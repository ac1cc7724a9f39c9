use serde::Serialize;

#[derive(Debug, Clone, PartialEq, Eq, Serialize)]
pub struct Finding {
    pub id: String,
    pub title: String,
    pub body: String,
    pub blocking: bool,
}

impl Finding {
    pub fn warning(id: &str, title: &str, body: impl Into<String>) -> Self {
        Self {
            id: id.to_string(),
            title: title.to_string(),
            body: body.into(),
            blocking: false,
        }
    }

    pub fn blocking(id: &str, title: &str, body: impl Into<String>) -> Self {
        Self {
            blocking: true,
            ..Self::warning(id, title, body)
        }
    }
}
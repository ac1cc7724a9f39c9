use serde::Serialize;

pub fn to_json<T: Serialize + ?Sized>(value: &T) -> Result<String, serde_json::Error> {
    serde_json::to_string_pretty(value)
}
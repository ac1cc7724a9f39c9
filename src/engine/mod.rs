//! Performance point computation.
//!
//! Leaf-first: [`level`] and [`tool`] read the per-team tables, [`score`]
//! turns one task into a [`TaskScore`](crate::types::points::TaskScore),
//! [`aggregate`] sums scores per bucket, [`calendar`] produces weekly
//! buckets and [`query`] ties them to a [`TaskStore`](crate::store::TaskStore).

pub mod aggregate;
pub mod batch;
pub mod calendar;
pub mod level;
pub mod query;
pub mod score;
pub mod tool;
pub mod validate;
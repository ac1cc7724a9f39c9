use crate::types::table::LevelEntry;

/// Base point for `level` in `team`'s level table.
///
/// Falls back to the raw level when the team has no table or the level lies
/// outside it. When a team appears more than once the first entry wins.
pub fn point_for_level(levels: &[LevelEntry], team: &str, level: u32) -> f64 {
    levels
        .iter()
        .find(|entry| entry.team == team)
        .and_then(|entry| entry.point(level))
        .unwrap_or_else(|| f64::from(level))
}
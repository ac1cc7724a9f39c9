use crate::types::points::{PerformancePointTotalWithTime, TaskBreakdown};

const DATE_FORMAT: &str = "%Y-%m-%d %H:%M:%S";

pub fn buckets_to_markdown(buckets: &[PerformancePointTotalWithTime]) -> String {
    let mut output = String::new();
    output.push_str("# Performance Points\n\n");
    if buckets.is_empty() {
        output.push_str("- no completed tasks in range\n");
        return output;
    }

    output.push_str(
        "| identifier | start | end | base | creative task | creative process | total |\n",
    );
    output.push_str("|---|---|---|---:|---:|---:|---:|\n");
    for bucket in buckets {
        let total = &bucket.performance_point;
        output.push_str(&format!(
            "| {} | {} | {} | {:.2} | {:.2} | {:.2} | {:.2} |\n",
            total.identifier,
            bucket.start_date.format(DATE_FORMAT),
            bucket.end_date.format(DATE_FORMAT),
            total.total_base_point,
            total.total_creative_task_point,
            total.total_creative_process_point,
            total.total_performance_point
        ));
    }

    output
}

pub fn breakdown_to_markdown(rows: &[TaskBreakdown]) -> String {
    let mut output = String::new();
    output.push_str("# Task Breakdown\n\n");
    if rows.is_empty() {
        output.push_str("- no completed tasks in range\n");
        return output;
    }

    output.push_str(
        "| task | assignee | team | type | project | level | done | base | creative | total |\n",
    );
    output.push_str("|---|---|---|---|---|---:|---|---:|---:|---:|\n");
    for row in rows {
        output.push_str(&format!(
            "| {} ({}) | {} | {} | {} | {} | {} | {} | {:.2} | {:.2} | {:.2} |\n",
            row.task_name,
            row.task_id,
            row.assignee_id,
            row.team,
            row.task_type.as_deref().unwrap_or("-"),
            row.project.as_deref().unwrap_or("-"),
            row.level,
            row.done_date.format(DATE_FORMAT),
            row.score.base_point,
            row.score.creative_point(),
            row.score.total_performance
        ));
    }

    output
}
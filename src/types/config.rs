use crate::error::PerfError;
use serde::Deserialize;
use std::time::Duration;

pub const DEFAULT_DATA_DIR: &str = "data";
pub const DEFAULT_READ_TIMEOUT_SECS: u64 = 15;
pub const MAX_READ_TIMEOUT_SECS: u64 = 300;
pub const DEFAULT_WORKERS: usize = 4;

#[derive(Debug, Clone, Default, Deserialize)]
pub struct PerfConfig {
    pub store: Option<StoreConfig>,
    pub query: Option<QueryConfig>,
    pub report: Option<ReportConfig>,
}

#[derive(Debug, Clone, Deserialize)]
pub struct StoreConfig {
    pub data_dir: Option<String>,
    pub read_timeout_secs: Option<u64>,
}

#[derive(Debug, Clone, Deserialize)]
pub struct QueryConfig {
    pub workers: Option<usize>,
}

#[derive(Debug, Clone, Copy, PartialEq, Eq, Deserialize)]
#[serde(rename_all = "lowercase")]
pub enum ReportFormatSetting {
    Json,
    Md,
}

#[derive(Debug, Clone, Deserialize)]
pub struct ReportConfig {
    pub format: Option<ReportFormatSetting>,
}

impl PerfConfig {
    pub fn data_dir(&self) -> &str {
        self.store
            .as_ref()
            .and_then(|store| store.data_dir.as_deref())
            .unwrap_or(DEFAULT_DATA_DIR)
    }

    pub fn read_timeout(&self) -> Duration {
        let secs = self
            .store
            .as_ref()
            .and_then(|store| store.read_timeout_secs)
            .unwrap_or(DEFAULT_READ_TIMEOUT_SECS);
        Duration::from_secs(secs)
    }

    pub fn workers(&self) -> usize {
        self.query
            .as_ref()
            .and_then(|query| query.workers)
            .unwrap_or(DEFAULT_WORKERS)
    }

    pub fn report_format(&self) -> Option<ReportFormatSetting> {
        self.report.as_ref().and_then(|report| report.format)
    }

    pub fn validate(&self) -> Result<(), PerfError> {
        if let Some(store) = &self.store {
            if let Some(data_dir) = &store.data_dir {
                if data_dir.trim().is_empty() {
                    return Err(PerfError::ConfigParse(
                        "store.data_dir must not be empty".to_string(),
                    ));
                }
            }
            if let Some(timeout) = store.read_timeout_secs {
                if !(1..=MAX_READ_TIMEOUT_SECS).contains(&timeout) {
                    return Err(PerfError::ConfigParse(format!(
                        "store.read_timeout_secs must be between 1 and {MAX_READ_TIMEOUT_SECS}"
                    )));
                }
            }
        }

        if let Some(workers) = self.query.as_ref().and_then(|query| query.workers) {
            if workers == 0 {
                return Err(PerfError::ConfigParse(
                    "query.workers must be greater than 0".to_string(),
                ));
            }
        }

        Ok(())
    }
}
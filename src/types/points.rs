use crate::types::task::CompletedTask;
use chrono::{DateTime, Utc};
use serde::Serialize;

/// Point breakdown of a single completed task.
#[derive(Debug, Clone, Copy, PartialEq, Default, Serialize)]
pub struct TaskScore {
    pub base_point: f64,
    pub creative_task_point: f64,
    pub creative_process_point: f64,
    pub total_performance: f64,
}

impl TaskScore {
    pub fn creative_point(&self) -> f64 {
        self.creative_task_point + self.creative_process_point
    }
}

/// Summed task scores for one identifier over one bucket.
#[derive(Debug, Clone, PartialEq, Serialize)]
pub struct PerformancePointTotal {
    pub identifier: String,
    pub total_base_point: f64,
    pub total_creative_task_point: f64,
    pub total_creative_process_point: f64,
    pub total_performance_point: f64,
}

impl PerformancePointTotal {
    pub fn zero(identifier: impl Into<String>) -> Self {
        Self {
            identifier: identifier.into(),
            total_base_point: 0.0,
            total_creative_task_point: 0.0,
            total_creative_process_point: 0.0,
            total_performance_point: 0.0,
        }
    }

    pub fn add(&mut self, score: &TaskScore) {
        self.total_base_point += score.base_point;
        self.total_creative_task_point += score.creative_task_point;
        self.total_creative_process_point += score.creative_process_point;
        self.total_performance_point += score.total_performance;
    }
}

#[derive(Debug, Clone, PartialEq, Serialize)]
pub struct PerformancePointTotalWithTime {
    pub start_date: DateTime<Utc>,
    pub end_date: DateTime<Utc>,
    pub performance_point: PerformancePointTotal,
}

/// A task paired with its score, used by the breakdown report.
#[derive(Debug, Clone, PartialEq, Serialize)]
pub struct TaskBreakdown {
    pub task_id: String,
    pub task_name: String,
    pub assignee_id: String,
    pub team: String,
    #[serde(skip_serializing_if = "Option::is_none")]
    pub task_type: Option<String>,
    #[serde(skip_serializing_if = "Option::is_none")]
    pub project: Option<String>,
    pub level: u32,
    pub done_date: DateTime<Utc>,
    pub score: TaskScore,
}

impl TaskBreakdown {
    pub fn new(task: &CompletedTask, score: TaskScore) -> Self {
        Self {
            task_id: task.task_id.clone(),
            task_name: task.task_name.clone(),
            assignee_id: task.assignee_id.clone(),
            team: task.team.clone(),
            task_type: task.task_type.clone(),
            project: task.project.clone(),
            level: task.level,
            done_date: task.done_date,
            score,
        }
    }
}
------------------------------------------------------------
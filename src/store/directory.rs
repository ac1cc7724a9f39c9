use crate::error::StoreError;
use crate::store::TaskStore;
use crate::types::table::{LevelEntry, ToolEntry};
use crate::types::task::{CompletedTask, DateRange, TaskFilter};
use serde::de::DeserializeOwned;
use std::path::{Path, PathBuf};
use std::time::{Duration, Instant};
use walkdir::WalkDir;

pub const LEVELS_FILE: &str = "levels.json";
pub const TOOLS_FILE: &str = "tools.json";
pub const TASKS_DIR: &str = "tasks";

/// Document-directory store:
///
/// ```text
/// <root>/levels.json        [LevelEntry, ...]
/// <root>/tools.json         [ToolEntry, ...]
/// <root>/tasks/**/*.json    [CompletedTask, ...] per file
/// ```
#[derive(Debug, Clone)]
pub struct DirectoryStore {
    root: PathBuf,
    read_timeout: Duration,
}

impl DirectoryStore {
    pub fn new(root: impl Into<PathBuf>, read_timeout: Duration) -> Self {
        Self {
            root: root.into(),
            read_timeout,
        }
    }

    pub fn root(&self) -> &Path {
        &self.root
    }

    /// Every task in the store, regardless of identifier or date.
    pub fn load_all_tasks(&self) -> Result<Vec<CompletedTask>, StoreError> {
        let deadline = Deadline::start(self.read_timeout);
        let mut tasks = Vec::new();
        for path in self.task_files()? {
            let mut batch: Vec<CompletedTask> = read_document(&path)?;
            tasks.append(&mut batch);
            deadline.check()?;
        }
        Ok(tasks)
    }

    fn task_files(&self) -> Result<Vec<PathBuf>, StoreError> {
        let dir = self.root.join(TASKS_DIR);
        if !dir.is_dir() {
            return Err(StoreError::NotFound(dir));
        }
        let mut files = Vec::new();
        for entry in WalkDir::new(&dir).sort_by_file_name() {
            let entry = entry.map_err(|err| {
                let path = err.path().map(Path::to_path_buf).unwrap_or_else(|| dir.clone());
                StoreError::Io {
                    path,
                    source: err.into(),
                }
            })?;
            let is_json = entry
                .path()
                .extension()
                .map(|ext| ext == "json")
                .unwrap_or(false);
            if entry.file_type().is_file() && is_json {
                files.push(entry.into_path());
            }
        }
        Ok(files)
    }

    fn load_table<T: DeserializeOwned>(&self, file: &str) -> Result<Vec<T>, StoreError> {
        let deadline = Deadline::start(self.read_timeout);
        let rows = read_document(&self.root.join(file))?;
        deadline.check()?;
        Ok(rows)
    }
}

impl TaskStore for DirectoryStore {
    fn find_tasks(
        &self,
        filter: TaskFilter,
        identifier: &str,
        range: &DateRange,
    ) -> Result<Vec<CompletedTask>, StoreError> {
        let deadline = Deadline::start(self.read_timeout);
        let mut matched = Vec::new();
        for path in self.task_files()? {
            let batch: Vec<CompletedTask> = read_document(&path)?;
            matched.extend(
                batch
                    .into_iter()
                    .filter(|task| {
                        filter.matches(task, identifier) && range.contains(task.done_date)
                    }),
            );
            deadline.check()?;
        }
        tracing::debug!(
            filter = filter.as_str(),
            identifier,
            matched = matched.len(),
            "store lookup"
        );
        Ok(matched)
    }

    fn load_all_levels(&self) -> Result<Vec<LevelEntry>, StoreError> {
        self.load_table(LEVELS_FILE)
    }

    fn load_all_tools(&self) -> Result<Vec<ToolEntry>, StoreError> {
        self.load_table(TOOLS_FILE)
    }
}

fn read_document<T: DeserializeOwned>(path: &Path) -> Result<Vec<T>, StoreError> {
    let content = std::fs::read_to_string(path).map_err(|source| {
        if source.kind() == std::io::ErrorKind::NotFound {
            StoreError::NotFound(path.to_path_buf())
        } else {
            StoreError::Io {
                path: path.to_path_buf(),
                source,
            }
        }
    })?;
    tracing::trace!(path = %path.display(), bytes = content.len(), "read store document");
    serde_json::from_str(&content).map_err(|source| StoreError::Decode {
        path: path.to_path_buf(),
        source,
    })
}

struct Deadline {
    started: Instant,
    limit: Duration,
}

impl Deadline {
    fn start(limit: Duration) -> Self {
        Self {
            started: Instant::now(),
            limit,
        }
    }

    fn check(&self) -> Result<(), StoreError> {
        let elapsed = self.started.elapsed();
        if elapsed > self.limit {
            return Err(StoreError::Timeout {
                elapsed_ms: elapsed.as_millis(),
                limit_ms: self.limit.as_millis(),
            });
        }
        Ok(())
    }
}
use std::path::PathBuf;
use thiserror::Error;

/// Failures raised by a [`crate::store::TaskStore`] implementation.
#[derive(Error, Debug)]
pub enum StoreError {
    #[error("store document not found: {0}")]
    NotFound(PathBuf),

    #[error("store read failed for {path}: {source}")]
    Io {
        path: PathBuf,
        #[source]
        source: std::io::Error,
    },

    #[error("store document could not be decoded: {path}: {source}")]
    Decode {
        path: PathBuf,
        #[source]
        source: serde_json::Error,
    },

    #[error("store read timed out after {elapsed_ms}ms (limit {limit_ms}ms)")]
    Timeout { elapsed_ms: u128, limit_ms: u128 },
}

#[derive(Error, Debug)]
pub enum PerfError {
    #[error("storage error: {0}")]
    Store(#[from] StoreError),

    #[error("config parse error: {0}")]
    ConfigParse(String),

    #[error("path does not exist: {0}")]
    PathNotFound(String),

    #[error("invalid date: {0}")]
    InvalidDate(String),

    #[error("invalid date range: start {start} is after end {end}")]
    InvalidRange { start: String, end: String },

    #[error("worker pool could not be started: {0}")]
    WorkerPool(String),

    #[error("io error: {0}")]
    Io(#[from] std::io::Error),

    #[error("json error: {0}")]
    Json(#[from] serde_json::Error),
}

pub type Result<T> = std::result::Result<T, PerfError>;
------------------------------------------------------------
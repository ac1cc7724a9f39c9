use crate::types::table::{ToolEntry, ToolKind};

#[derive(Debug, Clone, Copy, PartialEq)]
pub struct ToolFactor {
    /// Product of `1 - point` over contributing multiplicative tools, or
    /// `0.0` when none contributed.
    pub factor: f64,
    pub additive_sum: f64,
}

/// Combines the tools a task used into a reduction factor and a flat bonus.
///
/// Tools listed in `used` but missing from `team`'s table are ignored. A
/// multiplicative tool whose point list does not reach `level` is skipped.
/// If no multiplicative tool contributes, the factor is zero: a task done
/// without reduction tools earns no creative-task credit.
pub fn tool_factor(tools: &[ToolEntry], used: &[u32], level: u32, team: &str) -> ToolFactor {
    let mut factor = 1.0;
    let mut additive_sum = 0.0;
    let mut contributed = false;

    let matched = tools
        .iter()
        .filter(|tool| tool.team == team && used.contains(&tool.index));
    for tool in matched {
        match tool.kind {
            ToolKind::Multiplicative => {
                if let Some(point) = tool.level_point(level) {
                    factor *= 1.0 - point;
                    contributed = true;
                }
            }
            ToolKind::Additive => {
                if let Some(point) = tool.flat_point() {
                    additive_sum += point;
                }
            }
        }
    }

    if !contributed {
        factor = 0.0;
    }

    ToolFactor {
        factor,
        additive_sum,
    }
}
------------------------------------------------------------
PROBLEM DETAILS - Find and show each line of the listing with the word "QueryConfig".

EXERCISE RESPONSE -
    pub query: Option<QueryConfig>,
pub struct QueryConfig {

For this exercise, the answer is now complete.